Action item
All lines in the material containing the word "filename" need to be copied.

Material for the task
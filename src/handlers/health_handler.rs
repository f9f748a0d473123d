use actix_web::{get, web, HttpResponse};

use crate::{app_state::AppState, models::dto::response::HealthResponse};

#[get("/health")]
pub async fn health_check() -> HttpResponse {
    HttpResponse::Ok().json(HealthResponse {
        status: "healthy",
        message: "Service is running",
    })
}

#[get("/health/ready")]
pub async fn health_check_ready(state: web::Data<AppState>) -> HttpResponse {
    let store_health = state.store.health_check().await;

    if let Err(err) = &store_health {
        log::warn!("Readiness check failed: {}", err);
    }

    let response = serde_json::json!({
        "status": if store_health.is_ok() { "ready" } else { "not_ready" },
        "version": env!("CARGO_PKG_VERSION"),
        "dependencies": {
            "mongodb": if store_health.is_ok() { "ok" } else { "error" }
        }
    });

    if store_health.is_ok() {
        HttpResponse::Ok().json(response)
    } else {
        HttpResponse::ServiceUnavailable().json(response)
    }
}
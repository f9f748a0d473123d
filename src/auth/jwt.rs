use jsonwebtoken::{decode, encode, DecodingKey, EncodingKey, Header, Validation};
use secrecy::{ExposeSecret, SecretString};

use crate::{
    auth::claims::Claims,
    errors::{AppError, AppResult},
};

/// Verifies the bearer tokens issued by the upstream identity service.
/// Issuing is kept for tooling and tests.
#[derive(Clone)]
pub struct JwtService {
    encoding_key: EncodingKey,
    decoding_key: DecodingKey,
    validation: Validation,
}

impl JwtService {
    pub fn new(secret: &SecretString) -> Self {
        let secret_bytes = secret.expose_secret().as_bytes();

        Self {
            encoding_key: EncodingKey::from_secret(secret_bytes),
            decoding_key: DecodingKey::from_secret(secret_bytes),
            validation: Validation::default(),
        }
    }

    pub fn create_token(&self, user_id: &str, expiration_hours: i64) -> AppResult<String> {
        let claims = Claims::new(user_id, expiration_hours);

        encode(&Header::default(), &claims, &self.encoding_key)
            .map_err(|e| AppError::InternalError(format!("Failed to create JWT: {}", e)))
    }

    pub fn validate_token(&self, token: &str) -> AppResult<Claims> {
        decode::<Claims>(token, &self.decoding_key, &self.validation)
            .map(|data| data.claims)
            .map_err(|e| match e.kind() {
                jsonwebtoken::errors::ErrorKind::ExpiredSignature => {
                    AppError::Unauthenticated("Token has expired".to_string())
                }
                _ => AppError::Unauthenticated(format!("Invalid token: {}", e)),
            })
    }
}
use actix_web::{http::StatusCode, HttpResponse, ResponseError};
use serde::Serialize;
use thiserror::Error;

#[derive(Debug, Clone, Error)]
pub enum AppError {
    #[error("Not found: {0}")]
    NotFound(String),

    /// The caller is authenticated but does not own the resource.
    #[error("Unauthorized: {0}")]
    Unauthorized(String),

    /// No valid bearer token was presented.
    #[error("Unauthenticated: {0}")]
    Unauthenticated(String),

    #[error("Validation error: {0}")]
    ValidationError(String),

    #[error("Database error: {0}")]
    DatabaseError(String),

    #[error("Internal server error: {0}")]
    InternalError(String),
}

impl AppError {
    /// Expected conditions the caller can act on. Everything else is a fault.
    pub fn is_expected(&self) -> bool {
        matches!(
            self,
            AppError::NotFound(_)
                | AppError::Unauthorized(_)
                | AppError::Unauthenticated(_)
                | AppError::ValidationError(_)
        )
    }

    /// Boundary translation used by the handlers: expected errors pass through
    /// untouched, faults are logged with `context` and replaced by an
    /// `InternalError` that only carries `detail`.
    pub fn surface(self, detail: &str, context: &str) -> AppError {
        if self.is_expected() {
            return self;
        }
        log::error!("{} ({}): {}", detail, context, self);
        AppError::InternalError(detail.to_string())
    }

    fn client_message(&self) -> &str {
        match self {
            AppError::NotFound(msg)
            | AppError::Unauthorized(msg)
            | AppError::Unauthenticated(msg)
            | AppError::ValidationError(msg)
            | AppError::InternalError(msg) => msg,
            AppError::DatabaseError(_) => "Internal server error",
        }
    }
}

#[derive(Debug, Serialize)]
pub struct ErrorResponse {
    pub error: String,
    pub code: u16,
}

impl ResponseError for AppError {
    fn status_code(&self) -> StatusCode {
        match self {
            AppError::NotFound(_) => StatusCode::NOT_FOUND,
            AppError::Unauthorized(_) => StatusCode::FORBIDDEN,
            AppError::Unauthenticated(_) => StatusCode::UNAUTHORIZED,
            AppError::ValidationError(_) => StatusCode::BAD_REQUEST,
            AppError::DatabaseError(_) => StatusCode::INTERNAL_SERVER_ERROR,
            AppError::InternalError(_) => StatusCode::INTERNAL_SERVER_ERROR,
        }
    }

    fn error_response(&self) -> HttpResponse {
        HttpResponse::build(self.status_code()).json(ErrorResponse {
            error: self.client_message().to_string(),
            code: self.status_code().as_u16(),
        })
    }
}

impl From<mongodb::error::Error> for AppError {
    fn from(err: mongodb::error::Error) -> Self {
        AppError::DatabaseError(err.to_string())
    }
}

impl From<validator::ValidationErrors> for AppError {
    fn from(err: validator::ValidationErrors) -> Self {
        AppError::ValidationError(err.to_string())
    }
}

pub type AppResult<T> = Result<T, AppError>;
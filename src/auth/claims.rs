use chrono::{Duration, Utc};
use serde::{Deserialize, Serialize};

#[derive(Debug, Clone, Serialize, Deserialize)]
pub struct Claims {
    pub sub: String, // Subject (user id)
    pub exp: usize,  // Expiration time (as UTC timestamp)
    pub iat: usize,  // Issued at (as UTC timestamp)
}

impl Claims {
    pub fn new(user_id: &str, expiration_hours: i64) -> Self {
        let now = Utc::now();
        let exp = now + Duration::hours(expiration_hours);

        Self {
            sub: user_id.to_string(),
            iat: now.timestamp() as usize,
            exp: exp.timestamp() as usize,
        }
    }
}
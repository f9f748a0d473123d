pub mod app_state;
pub mod auth;
pub mod config;
pub mod db;
pub mod errors;
pub mod handlers;
pub mod middleware;
pub mod models;
pub mod repositories;
pub mod services;

#[cfg(test)]
pub mod test_utils;
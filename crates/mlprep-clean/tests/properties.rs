//! Property tests for cleaning invariants.

use mlprep_clean::{CategoricalOptions, NumericalOptions, TableCleaner};
use polars::prelude::*;
use proptest::prelude::*;

proptest! {
    // Re-cleaning already-cleaned data with the same frozen statistics is a
    // no-op: values are within bounds, imputed, and stable under rounding.
    #[test]
    fn clean_is_idempotent_on_cleaned_data(
        values in prop::collection::vec(-1.0e6f64..1.0e6, 1..40),
    ) {
        let df = DataFrame::new(vec![Series::new("x".into(), &values).into()]).unwrap();
        let mut cleaner = TableCleaner::new();
        cleaner.register_numerical("x", NumericalOptions::default());

        let (once, _) = cleaner.fit_transform(&df, None).unwrap();
        let (twice, _) = cleaner.transform(&once, None).unwrap();
        prop_assert!(once.equals(&twice));
    }

    // Label codes stay inside 1..=vocabulary size when every value was seen
    // during fitting.
    #[test]
    fn label_codes_stay_inside_vocabulary(
        values in prop::collection::vec("[a-d]", 1..40),
    ) {
        let df = DataFrame::new(vec![Series::new("x".into(), &values).into()]).unwrap();
        let mut cleaner = TableCleaner::new();
        cleaner.register_label("x", CategoricalOptions::default());

        let (x, _) = cleaner.fit_transform(&df, None).unwrap();
        let codes = x.column("x").unwrap().u32().unwrap();
        for opt in codes.into_iter() {
            let code = opt.unwrap();
            prop_assert!((1..=4).contains(&code));
        }
    }

    // A frozen vocabulary maps everything it has never seen to the reserved
    // unknown bucket.
    #[test]
    fn unknown_categories_always_map_to_zero(
        values in prop::collection::vec("[e-h]{3}", 1..20),
    ) {
        let df = DataFrame::new(vec![Series::new("x".into(), &values).into()]).unwrap();
        let mut cleaner = TableCleaner::new();
        cleaner.register_label(
            "x",
            CategoricalOptions {
                categories: vec!["aaa".to_string(), "bbb".to_string()],
                ..Default::default()
            },
        );

        let (x, _) = cleaner.transform(&df, None).unwrap();
        let codes = x.column("x").unwrap().u32().unwrap();
        for opt in codes.into_iter() {
            prop_assert_eq!(opt.unwrap(), 0);
        }
    }
}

Written solution
filename src/handlers/health_handler.rs
filename src/auth/jwt.rs
filename src/auth/claims.rs
filename crates/mlprep-clean/tests/properties.rs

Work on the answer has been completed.